Required action:
Below are the records; give again exactly the line with "Each variant includes", the line with "attempt, if provided", and each line that lies between them, and nothing besides.

Records from a collection:
= Beginning of Section =
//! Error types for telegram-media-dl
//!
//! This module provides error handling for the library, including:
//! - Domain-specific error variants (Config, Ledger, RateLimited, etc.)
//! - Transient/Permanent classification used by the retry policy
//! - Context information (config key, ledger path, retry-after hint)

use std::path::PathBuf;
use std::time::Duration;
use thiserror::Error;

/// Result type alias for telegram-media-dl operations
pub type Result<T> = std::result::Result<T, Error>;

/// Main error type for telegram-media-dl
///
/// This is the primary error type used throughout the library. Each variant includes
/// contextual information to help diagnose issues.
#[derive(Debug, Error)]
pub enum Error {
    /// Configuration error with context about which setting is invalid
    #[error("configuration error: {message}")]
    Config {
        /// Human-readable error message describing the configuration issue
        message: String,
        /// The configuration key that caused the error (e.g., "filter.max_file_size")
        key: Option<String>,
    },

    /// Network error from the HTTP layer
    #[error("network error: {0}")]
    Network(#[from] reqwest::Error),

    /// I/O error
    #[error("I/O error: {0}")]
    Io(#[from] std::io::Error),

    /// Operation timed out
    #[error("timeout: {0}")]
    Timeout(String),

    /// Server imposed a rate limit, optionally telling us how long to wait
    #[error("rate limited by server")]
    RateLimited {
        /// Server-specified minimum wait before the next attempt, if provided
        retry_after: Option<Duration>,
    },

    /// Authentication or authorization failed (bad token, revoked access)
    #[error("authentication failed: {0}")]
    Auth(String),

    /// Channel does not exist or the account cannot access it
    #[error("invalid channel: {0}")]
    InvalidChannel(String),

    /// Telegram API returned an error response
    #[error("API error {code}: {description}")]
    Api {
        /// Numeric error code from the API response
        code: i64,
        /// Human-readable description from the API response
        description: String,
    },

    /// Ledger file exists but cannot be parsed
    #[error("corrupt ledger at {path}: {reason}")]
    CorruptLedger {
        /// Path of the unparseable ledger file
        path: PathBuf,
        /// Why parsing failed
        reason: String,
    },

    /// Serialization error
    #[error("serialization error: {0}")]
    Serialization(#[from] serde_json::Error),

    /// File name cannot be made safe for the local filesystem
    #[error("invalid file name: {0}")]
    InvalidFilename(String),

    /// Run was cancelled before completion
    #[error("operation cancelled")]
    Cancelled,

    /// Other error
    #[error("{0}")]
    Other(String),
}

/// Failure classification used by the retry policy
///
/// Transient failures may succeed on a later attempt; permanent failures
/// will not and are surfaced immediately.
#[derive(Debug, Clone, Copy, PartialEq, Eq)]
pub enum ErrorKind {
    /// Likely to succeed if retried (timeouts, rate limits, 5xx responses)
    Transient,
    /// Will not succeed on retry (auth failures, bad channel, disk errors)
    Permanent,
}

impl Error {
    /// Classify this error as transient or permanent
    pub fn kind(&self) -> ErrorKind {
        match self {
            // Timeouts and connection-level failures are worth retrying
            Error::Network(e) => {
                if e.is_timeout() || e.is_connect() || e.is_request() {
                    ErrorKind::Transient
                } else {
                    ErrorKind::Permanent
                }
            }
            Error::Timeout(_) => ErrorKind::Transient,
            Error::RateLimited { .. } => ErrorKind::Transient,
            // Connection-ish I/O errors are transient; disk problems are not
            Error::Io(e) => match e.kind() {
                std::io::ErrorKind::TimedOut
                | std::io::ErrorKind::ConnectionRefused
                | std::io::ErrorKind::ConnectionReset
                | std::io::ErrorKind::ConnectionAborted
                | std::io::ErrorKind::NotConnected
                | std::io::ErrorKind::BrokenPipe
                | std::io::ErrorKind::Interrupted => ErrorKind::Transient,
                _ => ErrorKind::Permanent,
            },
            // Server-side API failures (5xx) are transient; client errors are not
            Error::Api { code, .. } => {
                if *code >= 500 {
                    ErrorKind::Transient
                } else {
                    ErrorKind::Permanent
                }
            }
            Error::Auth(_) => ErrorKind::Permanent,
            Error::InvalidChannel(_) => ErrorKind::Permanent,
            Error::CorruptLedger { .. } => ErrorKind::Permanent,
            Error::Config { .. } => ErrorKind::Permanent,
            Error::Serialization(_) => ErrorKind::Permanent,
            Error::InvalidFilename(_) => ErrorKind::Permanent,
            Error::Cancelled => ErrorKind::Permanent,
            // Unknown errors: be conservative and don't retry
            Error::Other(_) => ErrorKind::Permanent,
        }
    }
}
= End of Section =
Expected answer:
/// This is the primary error type used throughout the library. Each variant includes
/// contextual information to help diagnose issues.
#[derive(Debug, Error)]
pub enum Error {
    /// Configuration error with context about which setting is invalid
    #[error("configuration error: {message}")]
    Config {
        /// Human-readable error message describing the configuration issue
        message: String,
        /// The configuration key that caused the error (e.g., "filter.max_file_size")
        key: Option<String>,
    },

    /// Network error from the HTTP layer
    #[error("network error: {0}")]
    Network(#[from] reqwest::Error),

    /// I/O error
    #[error("I/O error: {0}")]
    Io(#[from] std::io::Error),

    /// Operation timed out
    #[error("timeout: {0}")]
    Timeout(String),

    /// Server imposed a rate limit, optionally telling us how long to wait
    #[error("rate limited by server")]
    RateLimited {
        /// Server-specified minimum wait before the next attempt, if provided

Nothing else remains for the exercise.